Sideport Interconnect
This is as good a place as any to discuss the rather mystical Sideport Interconnect. This part of the X2 has heated quite a few imaginations in the interval prior to the launch of the card. After the launch, it caused a number of hissy fits. Why is that, you ask? Simple: it's not enabled in current drivers ... so when something that was supposed to change life, the universe and everything else gets disabled, conspiracy theories and imaginative reasoning spring up like in a “Lost” episode.
The less glamorous truth is that changing the world as we know it was never really on the Sideport's “to-do” list. Summing it up, it's pretty much an extra PCIE 2.0 link that interconnects the GPUs directly, without going through a bridge. This path has a slightly lower latency associated with it, compared to the PLX one, but not to a notable extent. The bandwidth it provides is insufficient for doing really adventurous stuff like a shared memory pool. So is it completely worthless then? Like all things, that depends: it will not be all that helpful when doing typical AFR, but it could be useful in alternative schemes. We'd urge you to go through our interview with Mr. Eric Demers for slightly more information about the interconnect (and a number of other interesting topics). It's possible to enable the inter-connect in current drivers, although until ATi decides to use it there's no benefit from doing that (and no, we won't detail how to do it ... not that it's some big secret and arcane ritual, mind you).
2GB GDDR5? Oh My!
One final bit of novelty is the rather awe-inspiring amount of GDDR5 that this black-terror sports: 2 GB, split evenly and fairly between the 2 GPUs, each of them having its own 1GB pool to do nasty things with (remember, no shared memory pool this round). This should cover the increasing number of cases where 512MB becomes less than sufficient - this bit should have a few panties up in a wad, based on the reactions this opinion, expressed in another article of ours, generated. So, let's slowly and carefully untangle the underwear, shall we?
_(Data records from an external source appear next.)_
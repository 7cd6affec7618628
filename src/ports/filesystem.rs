//! Filesystem port for the gateway's file operations.

use std::io;
use std::path::Path;

use crate::model::EntryMetadata;

/// Provides the filesystem primitives the nodes are built from.
///
/// Paths handed to the port are already resolved. Errors are plain
/// `io::Error`s; the nodes classify them into gateway error kinds.
pub trait FileSystem: Send + Sync {
    /// Describes a single entry. Type flags follow symlinks, `is_symlink`
    /// does not.
    ///
    /// # Errors
    ///
    /// Returns an error if the entry does not exist or cannot be inspected.
    fn stat(&self, path: &Path) -> io::Result<EntryMetadata>;

    /// Lists the immediate children of a directory, in no particular order.
    ///
    /// Children that vanish or cannot be inspected mid-listing are skipped.
    ///
    /// # Errors
    ///
    /// Returns an error if the directory itself cannot be read.
    fn list_dir(&self, path: &Path) -> io::Result<Vec<EntryMetadata>>;

    /// Reads at most `limit` bytes from the start of a file.
    ///
    /// # Errors
    ///
    /// Returns an error if the file cannot be opened or read.
    fn read_limited(&self, path: &Path, limit: u64) -> io::Result<Vec<u8>>;

    /// Replaces the file at `path` with `contents`, atomically.
    ///
    /// The parent directory must exist. With `overwrite` false the call
    /// fails with `AlreadyExists` instead of replacing an existing entry.
    /// No partially written file is ever visible at `path`.
    ///
    /// # Errors
    ///
    /// Returns an error if the temporary file cannot be written or moved.
    fn write_atomic(&self, path: &Path, contents: &[u8], overwrite: bool) -> io::Result<()>;

    /// Copies the bytes of `from` to `to`, atomically, under the same
    /// overwrite contract as [`FileSystem::write_atomic`].
    ///
    /// # Errors
    ///
    /// Returns an error if the source cannot be read or the copy cannot be
    /// moved into place.
    fn copy_atomic(&self, from: &Path, to: &Path, overwrite: bool) -> io::Result<()>;

    /// Creates a directory, and its missing ancestors when `parents` is set.
    ///
    /// # Errors
    ///
    /// Returns an error if any directory cannot be created.
    fn create_dir(&self, path: &Path, parents: bool) -> io::Result<()>;

    /// Removes a file (or a symlink) without touching directories.
    ///
    /// # Errors
    ///
    /// Returns an error if the entry cannot be removed.
    fn remove_file(&self, path: &Path) -> io::Result<()>;

    /// Returns `true` if something exists at `path` (following symlinks).
    fn exists(&self, path: &Path) -> bool;
}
The misunderstanding in this case stemmed from seeing the aspect of memory management in a binary suck/rock key: if it does not suck it rocks (in other words, if I'm not forever pegged at 1 FPS, then it's all good ... my averages are still quite good). Well, that's not exactly how things are: you should see things in a [suck, rock] continuum, with quite a few intermediary steps in between. The basic idea is that in an ideal scenario, you'd upload all the stuff you need for rendering the current level/cell/whatever (depends on how the developer opted to partition his gameworld) to VRAM at once and be done with it. This happens is if all the resources you need will fit in there. Once developers start piling on the shadowmaps, normal maps, treasure maps (joke alert), high resolution textures , whilst using multiple render-targets, it becomes an increasingly tight fit. Add a high enough resolution coupled with a decent amount of AA and odds are your GPU will face the same problem that Oprah faces when choosing a skirt: it's too small (the VRAM, that is).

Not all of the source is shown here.